By Luke Oliver, DWS

DWS has long been a champion of environmental, social and governance (ESG) factors incorporated into the investing methodology. While mainstream opinion is that ESG is a niche strategy, we believe responsible investing will continue to grow in prominence. Some investors think ESG factors are difficult to understand. But the main principles of this approach are as simple as A, B, C… An advanced methodology to address systematic risks that can potentially result in ESG funds beating the market. This new norm is coming up fast, as seen by the development of new ESG funds and flows into the space. In other words, ESG investing is really about getting back to the basics. Don’t think of it as a restriction, instead, consider it an additional screen with the potential to offer outperformance.

1. Advanced Methodology

In order to break the mindset that environment, social and governance factors should be applied tactically instead of being mainstreamed, let’s first breakdown the methodologies used in ESG investing. And what best way to address systematic ratings of companies than looking at what the indices are doing? Let’s take for example MSCI’s ESG Leaders indices.

The index provider starts by excluding controversial businesses. Those can range from industries such as gambling and weapons manufacturing, to name a few prominent examples. The second step is to rate and rank companies in the universe based on ten key themes spread across more than thirty ESG issues. Finally, the index uses a top down approach, selecting the best ranked securities and including them in the index at a similar sector weight as the base MSCI EAFE index.
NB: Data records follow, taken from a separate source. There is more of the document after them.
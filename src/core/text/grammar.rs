//! Purpose: The extended-JSON token grammar of the text format: tree, writer, and parser.
//! Exports: `Node`, `NonFinite`, `parse`, `write_node`, `to_json`.
//! Role: Replaces a generic JSON parser at the text boundary; number lexemes are kept verbatim
//!       so integer and float columns parse them with their own exact width.
//! Invariants: Output is standard JSON except the bare markers `NaN`, `Infinity`, `-Infinity`.
//! Invariants: String escaping and unescaping go through serde_json, never hand-rolled.
//! Invariants: Nesting is bounded; every parse error carries its byte offset.
use std::io::Write;

use crate::core::error::{Error, ErrorKind};
use crate::core::format::MAX_NESTING_DEPTH;

/// Schema fragments nest up to three JSON levels per type level.
const MAX_DOCUMENT_DEPTH: usize = 4 * MAX_NESTING_DEPTH;

#[derive(Clone, Copy, Debug, Eq, PartialEq)]
pub(crate) enum NonFinite {
    NaN,
    Infinity,
    NegInfinity,
}

impl NonFinite {
    fn marker(self) -> &'static str {
        match self {
            NonFinite::NaN => "NaN",
            NonFinite::Infinity => "Infinity",
            NonFinite::NegInfinity => "-Infinity",
        }
    }
}

#[derive(Clone, Debug, PartialEq)]
pub(crate) enum Node {
    Null,
    Bool(bool),
    /// A JSON number, exactly as written.
    Number(String),
    NonFinite(NonFinite),
    Str(String),
    List(Vec<Node>),
    /// Members in document order; duplicate keys are rejected by the parser.
    Object(Vec<(String, Node)>),
}

impl Node {
    pub(crate) fn kind_name(&self) -> &'static str {
        match self {
            Node::Null => "null",
            Node::Bool(_) => "boolean",
            Node::Number(_) => "number",
            Node::NonFinite(_) => "float marker",
            Node::Str(_) => "string",
            Node::List(_) => "list",
            Node::Object(_) => "object",
        }
    }
}

pub(crate) fn write_node(out: &mut Vec<u8>, node: &Node) -> Result<(), Error> {
    match node {
        Node::Null => out.extend_from_slice(b"null"),
        Node::Bool(true) => out.extend_from_slice(b"true"),
        Node::Bool(false) => out.extend_from_slice(b"false"),
        Node::Number(lexeme) => out.extend_from_slice(lexeme.as_bytes()),
        Node::NonFinite(marker) => out.extend_from_slice(marker.marker().as_bytes()),
        Node::Str(text) => write_str(out, text)?,
        Node::List(items) => {
            out.push(b'[');
            for (idx, item) in items.iter().enumerate() {
                if idx > 0 {
                    out.push(b',');
                }
                write_node(out, item)?;
            }
            out.push(b']');
        }
        Node::Object(members) => {
            out.push(b'{');
            for (idx, (key, value)) in members.iter().enumerate() {
                if idx > 0 {
                    out.push(b',');
                }
                write_str(out, key)?;
                out.push(b':');
                write_node(out, value)?;
            }
            out.push(b'}');
        }
    }
    Ok(())
}

pub(crate) fn write_str(out: &mut Vec<u8>, text: &str) -> Result<(), Error> {
    serde_json::to_writer(&mut *out, text).map_err(|err| {
        Error::new(ErrorKind::Internal)
            .with_message("string escaping failed")
            .with_source(err)
    })
}

pub(crate) fn write_raw(out: &mut Vec<u8>, text: &str) -> Result<(), Error> {
    out.write_all(text.as_bytes()).map_err(Error::from)
}

/// Converts a parsed subtree into standard JSON for serde-driven decoding.
pub(crate) fn to_json(node: &Node) -> Result<serde_json::Value, Error> {
    Ok(match node {
        Node::Null => serde_json::Value::Null,
        Node::Bool(value) => serde_json::Value::Bool(*value),
        Node::Number(lexeme) => serde_json::Value::Number(
            lexeme
                .parse::<serde_json::Number>()
                .map_err(|err| Error::malformed(format!("invalid number {lexeme}")).with_source(err))?,
        ),
        Node::NonFinite(marker) => {
            return Err(Error::malformed(format!(
                "float marker {} is not allowed here",
                marker.marker()
            )));
        }
        Node::Str(text) => serde_json::Value::String(text.clone()),
        Node::List(items) => serde_json::Value::Array(
            items.iter().map(to_json).collect::<Result<Vec<_>, _>>()?,
        ),
        Node::Object(members) => {
            let mut map = serde_json::Map::with_capacity(members.len());
            for (key, value) in members {
                map.insert(key.clone(), to_json(value)?);
            }
            serde_json::Value::Object(map)
        }
    })
}

/// Parses one complete document; anything but whitespace after it is an error.
pub(crate) fn parse(input: &[u8]) -> Result<Node, Error> {
    let mut parser = Parser { input, pos: 0 };
    let node = parser.value(0)?;
    parser.skip_ws();
    if parser.pos != input.len() {
        return Err(parser.error("unexpected content after document"));
    }
    Ok(node)
}

struct Parser<'a> {
    input: &'a [u8],
    pos: usize,
}

impl Parser<'_> {
    fn error(&self, message: impl Into<String>) -> Error {
        Error::malformed(message).with_offset(self.pos as u64)
    }

    fn peek(&self) -> Option<u8> {
        self.input.get(self.pos).copied()
    }

    fn skip_ws(&mut self) {
        while matches!(self.peek(), Some(b' ' | b'\t' | b'\n' | b'\r')) {
            self.pos += 1;
        }
    }

    fn keyword(&mut self, word: &str) -> Result<(), Error> {
        if self.input[self.pos..].starts_with(word.as_bytes()) {
            self.pos += word.len();
            Ok(())
        } else {
            Err(self.error("invalid literal"))
        }
    }

    fn value(&mut self, depth: usize) -> Result<Node, Error> {
        if depth > MAX_DOCUMENT_DEPTH {
            return Err(self.error(format!("nesting exceeds {MAX_DOCUMENT_DEPTH} levels")));
        }
        self.skip_ws();
        match self.peek() {
            None => Err(self.error("unexpected end of input")),
            Some(b'n') => self.keyword("null").map(|()| Node::Null),
            Some(b't') => self.keyword("true").map(|()| Node::Bool(true)),
            Some(b'f') => self.keyword("false").map(|()| Node::Bool(false)),
            Some(b'N') => self.keyword("NaN").map(|()| Node::NonFinite(NonFinite::NaN)),
            Some(b'I') => self
                .keyword("Infinity")
                .map(|()| Node::NonFinite(NonFinite::Infinity)),
            Some(b'-') if self.input.get(self.pos + 1) == Some(&b'I') => self
                .keyword("-Infinity")
                .map(|()| Node::NonFinite(NonFinite::NegInfinity)),
            Some(b'-' | b'0'..=b'9') => self.number(),
            Some(b'"') => self.string().map(Node::Str),
            Some(b'[') => self.list(depth),
            Some(b'{') => self.object(depth),
            Some(other) => Err(self.error(format!(
                "unexpected character {:?}",
                char::from(other)
            ))),
        }
    }

    fn digits(&mut self) -> usize {
        let start = self.pos;
        while matches!(self.peek(), Some(b'0'..=b'9')) {
            self.pos += 1;
        }
        self.pos - start
    }

    fn number(&mut self) -> Result<Node, Error> {
        let start = self.pos;
        if self.peek() == Some(b'-') {
            self.pos += 1;
        }
        match self.peek() {
            Some(b'0') => self.pos += 1,
            Some(b'1'..=b'9') => {
                self.digits();
            }
            _ => return Err(self.error("invalid number")),
        }
        if self.peek() == Some(b'.') {
            self.pos += 1;
            if self.digits() == 0 {
                return Err(self.error("invalid number: missing fraction digits"));
            }
        }
        if matches!(self.peek(), Some(b'e' | b'E')) {
            self.pos += 1;
            if matches!(self.peek(), Some(b'+' | b'-')) {
                self.pos += 1;
            }
            if self.digits() == 0 {
                return Err(self.error("invalid number: missing exponent digits"));
            }
        }
        let lexeme = std::str::from_utf8(&self.input[start..self.pos])
            .map_err(|err| self.error("invalid number").with_source(err))?;
        Ok(Node::Number(lexeme.to_string()))
    }

    fn string(&mut self) -> Result<String, Error> {
        let start = self.pos;
        self.pos += 1;
        loop {
            match self.peek() {
                None => {
                    return Err(Error::malformed("unterminated string").with_offset(start as u64));
                }
                Some(b'\\') => self.pos += 2,
                Some(b'"') => {
                    self.pos += 1;
                    break;
                }
                Some(_) => self.pos += 1,
            }
        }
        let raw = self
            .input
            .get(start..self.pos)
            .ok_or_else(|| Error::malformed("unterminated string").with_offset(start as u64))?;
        serde_json::from_slice::<String>(raw).map_err(|err| {
            Error::malformed("invalid string literal")
                .with_offset(start as u64)
                .with_source(err)
        })
    }

    fn list(&mut self, depth: usize) -> Result<Node, Error> {
        self.pos += 1;
        let mut items = Vec::new();
        self.skip_ws();
        if self.peek() == Some(b']') {
            self.pos += 1;
            return Ok(Node::List(items));
        }
        loop {
            items.push(self.value(depth + 1)?);
            self.skip_ws();
            match self.peek() {
                Some(b',') => self.pos += 1,
                Some(b']') => {
                    self.pos += 1;
                    return Ok(Node::List(items));
                }
                _ => return Err(self.error("expected ',' or ']'")),
            }
        }
    }

    fn object(&mut self, depth: usize) -> Result<Node, Error> {
        self.pos += 1;
        let mut members: Vec<(String, Node)> = Vec::new();
        self.skip_ws();
        if self.peek() == Some(b'}') {
            self.pos += 1;
            return Ok(Node::Object(members));
        }
        loop {
            self.skip_ws();
            if self.peek() != Some(b'"') {
                return Err(self.error("expected object key"));
            }
            let key_at = self.pos;
            let key = self.string()?;
            if members.iter().any(|(existing, _)| *existing == key) {
                return Err(Error::malformed(format!("duplicate key {key:?}"))
                    .with_offset(key_at as u64));
            }
            self.skip_ws();
            if self.peek() != Some(b':') {
                return Err(self.error("expected ':'"));
            }
            self.pos += 1;
            let value = self.value(depth + 1)?;
            members.push((key, value));
            self.skip_ws();
            match self.peek() {
                Some(b',') => self.pos += 1,
                Some(b'}') => {
                    self.pos += 1;
                    return Ok(Node::Object(members));
                }
                _ => return Err(self.error("expected ',' or '}'")),
            }
        }
    }
}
For those wondering what the key issues are, figure one1 goes into more details about each theme. But the real takeaway should be that most of these issues are characteristics that make good, sound investing sense and their integration into valuation methods is long overdue.

In an era where consumers are immersed in digital content, who wouldn’t hold companies accountable for their policies regarding data privacy and security? Let’s take it one step further: who wouldn’t demand a product that seeks safety and quality standards?

2. Beating the Market

The MSCI ratings can reveal characteristics that could have a substantial impact on the performance of a company. In figure two2, the reader can compare the benchmark to the ESG screened index in the emerging market world that intuitively tends to exhibit weaker corporate governance, the difference is stark. The MSCI EM ESG Leaders index (M1EFES)3 has outperformed the regular MSCI Emerging Markets Index (NDUEEGF)4 from a historical perspective consistently in the last 1, 3 and 5 years5 . In fact, the five year outperformance was 2.43%, with just thirteen basis points of additional volatility. The governance factor in ESG can uncover systematic risks that might go unnoticed otherwise and the relative performance of EM ESG leaders against the base EM index shows investors can potentially mitigate the mentioned risks.

Figure 2:

Source: Bloomberg as of September 28, 2018. Past performance may not be indicative of future results. Refer to above and footnote 3 and 4 for index definitions.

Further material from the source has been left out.